*What needs to be done:* The required output consists solely of the lines from the top of the listing through the line containing "input size of the layer.", transcribed exactly.
*** Begin section ***
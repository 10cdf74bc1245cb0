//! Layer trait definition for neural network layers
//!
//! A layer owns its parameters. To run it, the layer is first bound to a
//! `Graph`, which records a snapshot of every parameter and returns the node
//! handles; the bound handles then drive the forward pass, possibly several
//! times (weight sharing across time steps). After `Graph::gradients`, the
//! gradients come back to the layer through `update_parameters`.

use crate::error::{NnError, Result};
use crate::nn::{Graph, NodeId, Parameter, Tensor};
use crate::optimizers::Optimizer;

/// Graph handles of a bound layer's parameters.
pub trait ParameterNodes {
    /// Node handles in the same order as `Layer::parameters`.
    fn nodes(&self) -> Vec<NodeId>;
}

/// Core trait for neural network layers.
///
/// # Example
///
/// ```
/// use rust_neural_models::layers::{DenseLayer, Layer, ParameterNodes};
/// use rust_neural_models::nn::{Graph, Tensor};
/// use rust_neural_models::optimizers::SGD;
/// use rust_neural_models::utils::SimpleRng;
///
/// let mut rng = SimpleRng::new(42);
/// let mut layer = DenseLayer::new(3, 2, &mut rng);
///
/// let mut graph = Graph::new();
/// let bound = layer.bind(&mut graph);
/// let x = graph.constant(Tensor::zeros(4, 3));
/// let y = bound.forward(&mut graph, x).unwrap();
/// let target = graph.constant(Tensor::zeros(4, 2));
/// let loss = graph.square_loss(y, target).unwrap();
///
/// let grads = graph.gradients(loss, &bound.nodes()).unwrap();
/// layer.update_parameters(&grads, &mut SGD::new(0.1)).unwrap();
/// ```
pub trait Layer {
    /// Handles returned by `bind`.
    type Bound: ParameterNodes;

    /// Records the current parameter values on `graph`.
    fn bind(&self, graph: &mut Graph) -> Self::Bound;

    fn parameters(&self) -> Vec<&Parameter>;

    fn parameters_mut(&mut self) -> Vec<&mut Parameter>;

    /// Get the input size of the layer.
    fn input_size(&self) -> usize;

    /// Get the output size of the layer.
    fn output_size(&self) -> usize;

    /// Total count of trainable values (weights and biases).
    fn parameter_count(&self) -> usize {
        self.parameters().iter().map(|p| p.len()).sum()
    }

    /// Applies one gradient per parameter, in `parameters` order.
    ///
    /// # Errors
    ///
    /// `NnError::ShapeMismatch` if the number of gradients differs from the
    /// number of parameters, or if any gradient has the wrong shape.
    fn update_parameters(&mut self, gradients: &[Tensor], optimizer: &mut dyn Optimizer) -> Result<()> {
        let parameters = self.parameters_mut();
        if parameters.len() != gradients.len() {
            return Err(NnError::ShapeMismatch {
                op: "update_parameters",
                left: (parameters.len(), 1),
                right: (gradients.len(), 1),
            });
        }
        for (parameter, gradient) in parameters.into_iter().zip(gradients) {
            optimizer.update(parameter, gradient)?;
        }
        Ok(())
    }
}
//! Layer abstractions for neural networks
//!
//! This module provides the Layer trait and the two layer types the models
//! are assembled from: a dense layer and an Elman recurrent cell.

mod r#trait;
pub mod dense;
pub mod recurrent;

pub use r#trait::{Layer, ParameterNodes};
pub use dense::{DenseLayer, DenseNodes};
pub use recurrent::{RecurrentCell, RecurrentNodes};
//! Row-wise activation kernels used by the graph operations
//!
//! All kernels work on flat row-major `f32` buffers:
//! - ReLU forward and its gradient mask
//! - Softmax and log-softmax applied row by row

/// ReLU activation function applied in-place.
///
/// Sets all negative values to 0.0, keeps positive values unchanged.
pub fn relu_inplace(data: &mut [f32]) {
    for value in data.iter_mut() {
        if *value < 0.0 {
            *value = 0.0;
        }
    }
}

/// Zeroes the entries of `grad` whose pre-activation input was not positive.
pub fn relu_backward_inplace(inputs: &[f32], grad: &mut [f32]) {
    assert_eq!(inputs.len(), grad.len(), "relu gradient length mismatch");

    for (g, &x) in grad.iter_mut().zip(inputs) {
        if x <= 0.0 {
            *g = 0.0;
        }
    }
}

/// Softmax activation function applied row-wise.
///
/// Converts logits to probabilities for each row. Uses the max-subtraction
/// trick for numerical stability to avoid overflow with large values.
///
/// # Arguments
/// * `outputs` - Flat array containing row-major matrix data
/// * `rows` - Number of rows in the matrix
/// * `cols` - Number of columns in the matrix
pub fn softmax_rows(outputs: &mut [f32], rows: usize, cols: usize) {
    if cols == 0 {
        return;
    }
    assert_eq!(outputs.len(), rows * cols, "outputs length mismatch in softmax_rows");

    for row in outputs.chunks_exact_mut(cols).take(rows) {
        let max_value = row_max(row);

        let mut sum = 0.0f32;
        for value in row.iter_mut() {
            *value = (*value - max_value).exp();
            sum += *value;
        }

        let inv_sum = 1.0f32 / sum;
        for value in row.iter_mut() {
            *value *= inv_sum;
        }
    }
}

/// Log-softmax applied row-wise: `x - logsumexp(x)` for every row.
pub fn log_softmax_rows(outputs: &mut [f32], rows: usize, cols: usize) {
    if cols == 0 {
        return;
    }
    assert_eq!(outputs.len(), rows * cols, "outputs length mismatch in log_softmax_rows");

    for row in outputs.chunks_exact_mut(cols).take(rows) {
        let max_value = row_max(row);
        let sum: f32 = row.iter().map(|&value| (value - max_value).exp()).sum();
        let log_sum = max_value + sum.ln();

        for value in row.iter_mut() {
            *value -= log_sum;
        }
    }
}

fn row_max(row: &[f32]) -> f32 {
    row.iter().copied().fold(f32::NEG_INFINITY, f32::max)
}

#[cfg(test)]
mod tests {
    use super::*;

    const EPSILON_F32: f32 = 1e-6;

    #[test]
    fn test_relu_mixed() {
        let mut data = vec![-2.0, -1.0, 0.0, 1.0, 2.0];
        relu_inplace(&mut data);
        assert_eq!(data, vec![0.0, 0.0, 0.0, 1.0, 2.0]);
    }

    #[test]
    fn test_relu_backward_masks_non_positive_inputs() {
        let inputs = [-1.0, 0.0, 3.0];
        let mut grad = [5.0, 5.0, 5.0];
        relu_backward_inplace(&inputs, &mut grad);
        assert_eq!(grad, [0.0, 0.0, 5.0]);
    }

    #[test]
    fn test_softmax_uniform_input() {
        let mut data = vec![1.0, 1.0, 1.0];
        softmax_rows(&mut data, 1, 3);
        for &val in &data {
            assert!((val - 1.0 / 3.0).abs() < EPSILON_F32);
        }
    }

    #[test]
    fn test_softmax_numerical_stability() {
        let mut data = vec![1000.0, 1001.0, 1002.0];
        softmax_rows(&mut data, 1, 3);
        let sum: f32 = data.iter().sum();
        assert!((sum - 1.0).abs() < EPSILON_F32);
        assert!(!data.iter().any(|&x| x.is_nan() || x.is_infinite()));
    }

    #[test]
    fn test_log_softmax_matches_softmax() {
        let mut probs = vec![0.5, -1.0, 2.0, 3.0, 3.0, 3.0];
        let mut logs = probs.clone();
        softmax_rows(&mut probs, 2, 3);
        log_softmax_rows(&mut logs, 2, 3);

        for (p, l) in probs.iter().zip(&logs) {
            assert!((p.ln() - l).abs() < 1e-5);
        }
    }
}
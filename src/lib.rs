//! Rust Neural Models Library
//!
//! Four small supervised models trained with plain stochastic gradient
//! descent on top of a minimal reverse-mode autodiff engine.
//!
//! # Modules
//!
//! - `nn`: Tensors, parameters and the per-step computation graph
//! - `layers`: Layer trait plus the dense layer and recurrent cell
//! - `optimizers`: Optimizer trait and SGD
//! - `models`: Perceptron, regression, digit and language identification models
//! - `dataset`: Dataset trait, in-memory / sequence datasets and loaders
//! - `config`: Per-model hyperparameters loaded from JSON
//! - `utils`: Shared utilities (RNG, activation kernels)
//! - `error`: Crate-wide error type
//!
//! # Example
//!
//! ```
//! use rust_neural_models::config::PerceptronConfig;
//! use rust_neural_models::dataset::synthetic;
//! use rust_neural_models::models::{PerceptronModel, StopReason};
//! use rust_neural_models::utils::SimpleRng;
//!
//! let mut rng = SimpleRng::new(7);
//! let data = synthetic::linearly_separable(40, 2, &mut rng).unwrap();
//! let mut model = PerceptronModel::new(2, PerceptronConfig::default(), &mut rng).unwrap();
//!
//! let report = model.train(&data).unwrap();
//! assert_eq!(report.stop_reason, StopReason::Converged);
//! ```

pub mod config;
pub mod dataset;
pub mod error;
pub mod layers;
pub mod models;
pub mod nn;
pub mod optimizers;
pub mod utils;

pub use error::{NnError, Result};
*** End section ***
*Solution for this task:*
repository 10cdf74bc1245cb0
//! Layer trait definition for neural network layers
//!
//! A layer owns its parameters. To run it, the layer is first bound to a
//! `Graph`, which records a snapshot of every parameter and returns the node
//! handles; the bound handles then drive the forward pass, possibly several
//! times (weight sharing across time steps). After `Graph::gradients`, the
//! gradients come back to the layer through `update_parameters`.

use crate::error::{NnError, Result};
use crate::nn::{Graph, NodeId, Parameter, Tensor};
use crate::optimizers::Optimizer;

/// Graph handles of a bound layer's parameters.
pub trait ParameterNodes {
    /// Node handles in the same order as `Layer::parameters`.
    fn nodes(&self) -> Vec<NodeId>;
}

/// Core trait for neural network layers.
///
/// # Example
///
/// ```
/// use rust_neural_models::layers::{DenseLayer, Layer, ParameterNodes};
/// use rust_neural_models::nn::{Graph, Tensor};
/// use rust_neural_models::optimizers::SGD;
/// use rust_neural_models::utils::SimpleRng;
///
/// let mut rng = SimpleRng::new(42);
/// let mut layer = DenseLayer::new(3, 2, &mut rng);
///
/// let mut graph = Graph::new();
/// let bound = layer.bind(&mut graph);
/// let x = graph.constant(Tensor::zeros(4, 3));
/// let y = bound.forward(&mut graph, x).unwrap();
/// let target = graph.constant(Tensor::zeros(4, 2));
/// let loss = graph.square_loss(y, target).unwrap();
///
/// let grads = graph.gradients(loss, &bound.nodes()).unwrap();
/// layer.update_parameters(&grads, &mut SGD::new(0.1)).unwrap();
/// ```
pub trait Layer {
    /// Handles returned by `bind`.
    type Bound: ParameterNodes;

    /// Records the current parameter values on `graph`.
    fn bind(&self, graph: &mut Graph) -> Self::Bound;

    fn parameters(&self) -> Vec<&Parameter>;

    fn parameters_mut(&mut self) -> Vec<&mut Parameter>;

    /// Get the input size of the layer.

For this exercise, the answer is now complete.